Parfois ce ne sont pas les gens que l’on remarque aux carrefours, mais les affichages sauvages… sorte de rappel des obsessions populaires et des maux de la société. Publicités pour des services divers. Petites pancartes en carton accrochées aux arbres ou feuilles collées à la hâte. Les numéros de téléphone de chercheurs d’emplois, sur des petits cartons griffonnés à la hâte, les pubs pour les élagueurs (on est dans une “man made forest”, je ne vous l’ai pas dit?) ou de jardiniers.

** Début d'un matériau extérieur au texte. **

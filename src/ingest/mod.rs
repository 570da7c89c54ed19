//! Document ingestion.
//!
//! Converts source files into addressable, citation-bearing chunks:
//! extension dispatch, pluggable text extraction, structure-aware
//! chunking, and atomic index population. Ingestion is idempotent on
//! the SHA-256 of the raw file bytes.

pub mod chunker;
pub mod extract;

pub use chunker::{DraftChunk, MIN_CHUNK_SIZE};
pub use extract::{ExtractEvent, Extraction, Extractor, HtmlExtractor, MarkdownExtractor,
    PageText, TextExtractor};

use crate::config::Settings;
use crate::core::{Chunk, Document, DocumentMetadata, DocumentType};
use crate::embedding::Embedder;
use crate::error::{Error, IngestionError, IoError, Result};
use crate::index::VectorIndex;
use crate::storage::SqliteStorage;
use sha2::{Digest, Sha256};
use std::path::Path;
use tracing::{debug, info, warn};

/// File extensions accepted for upload.
pub const ALLOWED_EXTENSIONS: &[&str] = &[
    "pdf", "docx", "doc", "txt", "html", "htm", "md", "xlsx", "xls", "png", "jpg", "jpeg",
];

/// Files at or above this size are read through a memory map.
const MMAP_THRESHOLD: u64 = 1024 * 1024;

/// Document ingestion pipeline.
///
/// Holds the extractor registry and chunking configuration; storage,
/// index, and embedder handles are passed per call so the orchestrator
/// keeps ownership.
pub struct Ingestor {
    extractors: Vec<Box<dyn Extractor>>,
    chunk_size: usize,
}

impl Ingestor {
    /// Creates an ingestor with the built-in extractors registered.
    #[must_use]
    pub fn new(settings: &Settings) -> Self {
        Self {
            extractors: vec![
                Box::new(TextExtractor),
                Box::new(MarkdownExtractor),
                Box::new(HtmlExtractor),
            ],
            chunk_size: settings.chunk_size,
        }
    }

    /// Registers an additional extractor (e.g. a PDF or OCR plugin).
    /// Later registrations take precedence over built-ins.
    pub fn register_extractor(&mut self, extractor: Box<dyn Extractor>) {
        self.extractors.insert(0, extractor);
    }

    fn extractor_for(&self, file_type: DocumentType) -> Option<&dyn Extractor> {
        self.extractors
            .iter()
            .find(|e| e.supports(file_type))
            .map(AsRef::as_ref)
    }

    /// Ingests a file into the corpus.
    ///
    /// Idempotent on the file hash: re-ingesting identical bytes
    /// returns the existing document unchanged. On failure after the
    /// document row exists, the document transitions to `Failed`, no
    /// chunk rows remain, and the error propagates.
    ///
    /// # Errors
    ///
    /// Returns [`Error::BadInput`] for unsupported extensions (before
    /// any row is persisted), [`IngestionError`] for extraction
    /// failures, and storage errors for persistence failures.
    pub fn ingest_path(
        &self,
        storage: &mut SqliteStorage,
        index: &VectorIndex,
        embedder: &dyn Embedder,
        batch_size: usize,
        path: &Path,
        metadata: &DocumentMetadata,
    ) -> Result<Document> {
        let filename = path
            .file_name()
            .map(|n| n.to_string_lossy().to_string())
            .ok_or_else(|| Error::bad_input("path has no filename"))?;

        let extension = path
            .extension()
            .map(|e| e.to_string_lossy().to_lowercase())
            .unwrap_or_default();

        if !ALLOWED_EXTENSIONS.contains(&extension.as_str()) {
            return Err(Error::bad_input(format!(
                "unsupported file type: .{extension} (allowed: {})",
                ALLOWED_EXTENSIONS.join(", ")
            )));
        }

        let file_type = DocumentType::from_extension(&extension)
            .ok_or_else(|| Error::bad_input(format!("unsupported file type: .{extension}")))?;

        // Fail before persisting anything when we cannot parse the format.
        let extractor = self
            .extractor_for(file_type)
            .ok_or(IngestionError::NoExtractor { extension })?;

        let bytes = read_file_bytes(path)?;
        let file_hash = hex_digest(&bytes);

        if let Some(existing) = storage.find_document_by_hash(&file_hash)? {
            info!(document_id = %existing.id, "duplicate upload, returning existing document");
            return Ok(existing);
        }

        let document = Document::new(
            filename,
            path.to_string_lossy().to_string(),
            file_type,
            bytes.len() as u64,
            file_hash,
            metadata,
        );
        storage.insert_document(&document)?;
        debug!(document_id = %document.id, extractor = extractor.name(), "ingesting");

        match self.extract_and_index(storage, index, embedder, batch_size, &document, &bytes) {
            Ok((chunk_count, page_count)) => {
                storage.mark_document_indexed(&document.id, chunk_count, page_count)?;
                info!(document_id = %document.id, chunk_count, "document indexed");
                storage
                    .get_document(&document.id)?
                    .ok_or_else(|| Error::not_found("document", document.id.clone()))
            }
            Err(err) => {
                warn!(document_id = %document.id, error = %err, "ingestion failed");
                // Partial chunk writes must not survive the failure.
                let orphaned = storage.delete_document_chunks(&document.id)?;
                if !orphaned.is_empty() {
                    index.remove(&orphaned)?;
                }
                storage.mark_document_failed(&document.id, &err.to_string())?;
                Err(err)
            }
        }
    }

    /// Re-ingests a document from its stored source file, replacing its
    /// chunks and index entries. Equivalent to delete-then-ingest in
    /// observable state, but keeps the document id.
    ///
    /// # Errors
    ///
    /// Returns [`Error::NotFound`] for unknown ids, [`IoError`] when
    /// the stored file is gone, and ingestion errors as for ingest.
    pub fn reindex_document(
        &self,
        storage: &mut SqliteStorage,
        index: &VectorIndex,
        embedder: &dyn Embedder,
        batch_size: usize,
        document_id: &str,
    ) -> Result<Document> {
        let document = storage
            .get_document(document_id)?
            .ok_or_else(|| Error::not_found("document", document_id))?;

        let path = Path::new(&document.filepath);
        if !path.exists() {
            return Err(IoError::FileNotFound {
                path: document.filepath.clone(),
            }
            .into());
        }

        let old_chunks = storage.delete_document_chunks(document_id)?;
        if !old_chunks.is_empty() {
            index.remove(&old_chunks)?;
        }

        let bytes = read_file_bytes(path)?;
        match self.extract_and_index(storage, index, embedder, batch_size, &document, &bytes) {
            Ok((chunk_count, page_count)) => {
                storage.mark_document_indexed(document_id, chunk_count, page_count)?;
                info!(document_id, chunk_count, "document reindexed");
                storage
                    .get_document(document_id)?
                    .ok_or_else(|| Error::not_found("document", document_id))
            }
            Err(err) => {
                let orphaned = storage.delete_document_chunks(document_id)?;
                if !orphaned.is_empty() {
                    index.remove(&orphaned)?;
                }
                storage.mark_document_failed(document_id, &err.to_string())?;
                Err(err)
            }
        }
    }

    /// Extracts, chunks, persists, and indexes a document's content.
    /// Returns `(chunk_count, page_count)`.
    fn extract_and_index(
        &self,
        storage: &mut SqliteStorage,
        index: &VectorIndex,
        embedder: &dyn Embedder,
        batch_size: usize,
        document: &Document,
        bytes: &[u8],
    ) -> Result<(u32, u32)> {
        let extractor = self
            .extractor_for(document.file_type)
            .ok_or_else(|| IngestionError::NoExtractor {
                extension: document.file_type.as_str().to_string(),
            })?;

        let extraction = extractor.extract(bytes)?;

        let (drafts, page_count) = match extraction {
            Extraction::Text(pages) => {
                let page_count = pages
                    .iter()
                    .filter_map(|p| p.page_number)
                    .max()
                    .unwrap_or(0);
                (chunker::chunk_text(&pages, self.chunk_size), page_count)
            }
            Extraction::Units(events) => {
                let page_count = events
                    .iter()
                    .filter_map(|e| e.page_number)
                    .max()
                    .unwrap_or(0);
                let drafts = chunker::merge_small_chunks(chunker::chunk_units(&events));
                (drafts, page_count)
            }
        };

        let chunks = chunker::finalize_chunks(&document.id, drafts);
        storage.insert_chunks(&chunks)?;

        // Search must never surface a chunk whose document is not yet
        // Indexed; vectors are added before the status flips.
        self.index_chunks(index, embedder, batch_size, &chunks)?;

        #[allow(clippy::cast_possible_truncation)]
        Ok((chunks.len() as u32, page_count))
    }

    /// Embeds chunk contents in batches and appends them to the index.
    fn index_chunks(
        &self,
        index: &VectorIndex,
        embedder: &dyn Embedder,
        batch_size: usize,
        chunks: &[Chunk],
    ) -> Result<()> {
        if chunks.is_empty() {
            return Ok(());
        }

        let batch_size = batch_size.max(1);
        let mut ids = Vec::with_capacity(chunks.len());
        let mut vectors = Vec::with_capacity(chunks.len());

        for batch in chunks.chunks(batch_size) {
            let texts: Vec<&str> = batch.iter().map(|c| c.content.as_str()).collect();
            let embeddings = embedder.embed_batch(&texts)?;
            for (chunk, embedding) in batch.iter().zip(embeddings) {
                ids.push(chunk.id.clone());
                vectors.push(embedding);
            }
        }

        index.add(&ids, &vectors)
    }
}

/// Computes the SHA-256 hex digest of raw bytes.
#[must_use]
pub fn hex_digest(bytes: &[u8]) -> String {
    let digest = Sha256::digest(bytes);
    digest.iter().map(|b| format!("{b:02x}")).collect()
}

/// Reads a file's bytes, memory-mapping large files.
///
/// # Errors
///
/// Returns an error if the file is missing or unreadable.
#[allow(unsafe_code)]
pub fn read_file_bytes(path: &Path) -> Result<Vec<u8>> {
    let path_str = path.to_string_lossy().to_string();

    if !path.exists() {
        return Err(IoError::FileNotFound { path: path_str }.into());
    }

    let file = std::fs::File::open(path).map_err(|e| IoError::ReadFailed {
        path: path_str.clone(),
        reason: e.to_string(),
    })?;
    let size = file
        .metadata()
        .map_err(|e| IoError::ReadFailed {
            path: path_str.clone(),
            reason: e.to_string(),
        })?
        .len();

    if size >= MMAP_THRESHOLD {
        // Safety: the map is read-only and dropped before return.
        let mmap = unsafe {
            memmap2::Mmap::map(&file).map_err(|e| IoError::MmapFailed {
                path: path_str,
                reason: e.to_string(),
            })?
        };
        Ok(mmap.to_vec())
    } else {
        std::fs::read(path).map_err(|e| {
            IoError::ReadFailed {
                path: path_str,
                reason: e.to_string(),
            }
            .into()
        })
    }
}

Dans un pays où le chômage est endémique, les moyens même les plus désespérés sont à tenter. Les pubs pour le “Penis Enlargment”, les “quick abortions”, les prothèses de fesses. Raccourci des stéréotypes. Ici les femmes noires les plus désirables sont du genre dodues, le terme pour désigner une femme belle en isiZulu signifie également “rembourrée”, et la reine n’est pas appelée roi-femelle, mais éléphante… et dans un pays où l’éducation sexuelle est indigente, où les lieux publics et les entreprises sont obligées de mettre des préservatifs gratuits dans les toilettes, et au taux de grossesses adolescentes imposant, les faiseuses d’anges ont un avenir…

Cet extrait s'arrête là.